Google has updated its Custom Search service to provide what aims to be an easier-to-personalize interface and more visually appealing search results.
The enhancements, which will go live on Monday evening, also allow registered Wikipedia users to apply Google Custom Search to their Wikipedia searches, to obtain only results that are relevant to the encyclopedia page they're reading, for example.
Custom Search is an online service that lets publishers provide a Google search box on their sites with an index tailored to their area of focus. For example, a car-racing publication could have a Google engine on its site that delivers only results related to that topic.
The new interface options include displaying a single- or two-column page, as well as what Google calls a "compact" layout for pages accessed from mobile devices. Google also offers several "themes" with different color palettes paired with other stylistic elements.
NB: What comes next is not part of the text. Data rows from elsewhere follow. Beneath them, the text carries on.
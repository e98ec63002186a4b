//! Worker configuration (command-line flags or `RELAY_*` environment
//! variables).

use std::time::Duration;

use clap::{ArgAction, Parser, ValueEnum};

use relay_observability::LogFormat;

use crate::duration::parse_duration;
use crate::executor::BackendKind;
use crate::processor::ProcessorConfig;

/// Smallest lock TTL for which `TTL / 2` is still a usable renewal period.
const MIN_LOCK_TTL: Duration = Duration::from_millis(2);

#[derive(Debug, Clone, PartialEq, Eq, thiserror::Error)]
pub enum ConfigError {
    #[error("lock TTL must be at least {min:?}, got {got:?}")]
    LockTtlTooShort { min: Duration, got: Duration },

    #[error("{0} must be greater than zero")]
    ZeroDuration(&'static str),

    #[error("database max connections must be greater than zero")]
    NoDatabaseConnections,

    #[error("consumer name must not be empty")]
    EmptyConsumerName,
}

/// Where job ids come from.
#[derive(Debug, Clone, Copy, PartialEq, Eq, Default, ValueEnum)]
pub enum ConsumerMode {
    /// Consume the Redis stream through the consumer group.
    #[default]
    Broker,
    /// Scan the repository for pending jobs on an interval.
    Polling,
}

#[derive(Debug, Clone, Parser)]
#[command(name = "relay-worker", version, about = "Durable job execution worker")]
pub struct WorkerConfig {
    /// Postgres connection string.
    #[arg(long, env = "RELAY_DATABASE_URL")]
    pub database_url: String,

    #[arg(long, env = "RELAY_DB_MAX_CONNECTIONS", default_value_t = 25)]
    pub db_max_connections: u32,

    /// Redis URL used for both locks and the job stream.
    #[arg(long, env = "RELAY_REDIS_URL", default_value = "redis://127.0.0.1:6379")]
    pub redis_url: String,

    /// Stream (topic) carrying job ids.
    #[arg(long, env = "RELAY_STREAM_KEY", default_value = "relay-jobs")]
    pub stream_key: String,

    #[arg(long, env = "RELAY_CONSUMER_GROUP", default_value = "relay-worker-group")]
    pub consumer_group: String,

    /// Name inside the consumer group; also stored as the lock value.
    /// Defaults to `worker-<pid>`.
    #[arg(long, env = "RELAY_CONSUMER_NAME")]
    pub consumer_name: Option<String>,

    #[arg(long, env = "RELAY_LOCK_TTL", default_value = "10m", value_parser = parse_duration)]
    pub lock_ttl: Duration,

    /// Renew held locks every TTL/2 while a job runs.
    #[arg(long, env = "RELAY_USE_WATCHDOG", default_value_t = true, action = ArgAction::Set)]
    pub use_watchdog: bool,

    /// Deadline for jobs without a positive `timeout_seconds`.
    #[arg(long, env = "RELAY_DEFAULT_TIMEOUT", default_value = "30s", value_parser = parse_duration)]
    pub default_timeout: Duration,

    #[arg(long, env = "RELAY_MODE", value_enum, default_value_t = ConsumerMode::Broker)]
    pub mode: ConsumerMode,

    /// Scan interval in polling mode.
    #[arg(long, env = "RELAY_POLL_INTERVAL", default_value = "5s", value_parser = parse_duration)]
    pub poll_interval: Duration,

    #[arg(long, env = "RELAY_EXECUTOR", value_enum, default_value_t = BackendKind::Simulated)]
    pub executor: BackendKind,

    /// How long one broker read blocks waiting for new messages.
    #[arg(long, env = "RELAY_READ_BLOCK", default_value = "1s", value_parser = parse_duration)]
    pub read_block: Duration,

    /// Pause after a failed broker read.
    #[arg(long, env = "RELAY_READ_ERROR_BACKOFF", default_value = "1s", value_parser = parse_duration)]
    pub read_error_backoff: Duration,

    #[arg(long, env = "RELAY_LOG_FORMAT", default_value = "json")]
    pub log_format: LogFormat,
}

impl WorkerConfig {
    pub fn validate(&self) -> Result<(), ConfigError> {
        if self.lock_ttl < MIN_LOCK_TTL {
            return Err(ConfigError::LockTtlTooShort {
                min: MIN_LOCK_TTL,
                got: self.lock_ttl,
            });
        }
        for (name, value) in [
            ("default timeout", self.default_timeout),
            ("poll interval", self.poll_interval),
            ("read block", self.read_block),
        ] {
            if value.is_zero() {
                return Err(ConfigError::ZeroDuration(name));
            }
        }
        if self.db_max_connections == 0 {
            return Err(ConfigError::NoDatabaseConnections);
        }
        if self
            .consumer_name
            .as_deref()
            .is_some_and(|name| name.trim().is_empty())
        {
            return Err(ConfigError::EmptyConsumerName);
        }
        Ok(())
    }

    pub fn consumer_name(&self) -> String {
        self.consumer_name
            .clone()
            .unwrap_or_else(|| format!("worker-{}", std::process::id()))
    }

    pub fn processor_config(&self) -> ProcessorConfig {
        ProcessorConfig::default()
            .with_lock_ttl(self.lock_ttl)
            .with_watchdog(self.use_watchdog)
            .with_default_timeout(self.default_timeout)
    }
}

#[cfg(test)]
mod tests {
    use super::*;

    fn parse(args: &[&str]) -> WorkerConfig {
        let mut argv = vec!["relay-worker", "--database-url", "postgres://localhost/relay"];
        argv.extend_from_slice(args);
        WorkerConfig::try_parse_from(argv).unwrap()
    }

    #[test]
    fn defaults_match_worker_flags() {
        let config = parse(&[]);
        assert_eq!(config.stream_key, "relay-jobs");
        assert_eq!(config.consumer_group, "relay-worker-group");
        assert_eq!(config.lock_ttl, Duration::from_secs(600));
        assert!(config.use_watchdog);
        assert_eq!(config.default_timeout, Duration::from_secs(30));
        assert_eq!(config.mode, ConsumerMode::Broker);
        assert_eq!(config.executor, BackendKind::Simulated);
        assert_eq!(config.db_max_connections, 25);
        assert_eq!(config.log_format, LogFormat::Json);
        assert!(config.validate().is_ok());
        assert!(config.consumer_name().starts_with("worker-"));
    }

    #[test]
    fn flags_override_defaults() {
        let config = parse(&[
            "--lock-ttl",
            "2s",
            "--use-watchdog",
            "false",
            "--mode",
            "polling",
            "--executor",
            "shell",
            "--consumer-name",
            "w1",
            "--log-format",
            "pretty",
        ]);
        assert_eq!(config.lock_ttl, Duration::from_secs(2));
        assert!(!config.use_watchdog);
        assert_eq!(config.mode, ConsumerMode::Polling);
        assert_eq!(config.executor, BackendKind::Shell);
        assert_eq!(config.consumer_name(), "w1");

        let processor = config.processor_config();
        assert_eq!(processor.lock_ttl, Duration::from_secs(2));
        assert!(!processor.use_watchdog);
    }

    #[test]
    fn rejects_tiny_lock_ttl() {
        let config = parse(&["--lock-ttl", "1ms"]);
        assert!(matches!(
            config.validate(),
            Err(ConfigError::LockTtlTooShort { .. })
        ));
    }

    #[test]
    fn rejects_bad_duration_strings() {
        let argv = [
            "relay-worker",
            "--database-url",
            "postgres://localhost/relay",
            "--lock-ttl",
            "ten minutes",
        ];
        assert!(WorkerConfig::try_parse_from(argv).is_err());
    }

    #[test]
    fn database_url_is_required() {
        if std::env::var_os("RELAY_DATABASE_URL").is_none() {
            assert!(WorkerConfig::try_parse_from(["relay-worker"]).is_err());
        }
    }
}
Webmasters willing to tinker with the page's code can further tweak the layouts and designs.
Another update lets webmasters add thumbnail images and action commands to results. For example, a book search result can include a small image of the cover, as well as buttons for the user to perform actions like download the text. Webmasters can also let users filter results by including specific instructions in the query, such as finding only works by a particular writer.
Finally, people who register for a Wikipedia account can activate what Google calls a Custom Search "skin" that lets them search from within Wikipedia and obtain only results that are relevant to the topic of the page they're viewing. A Wikipedia page has instructions for turning this on.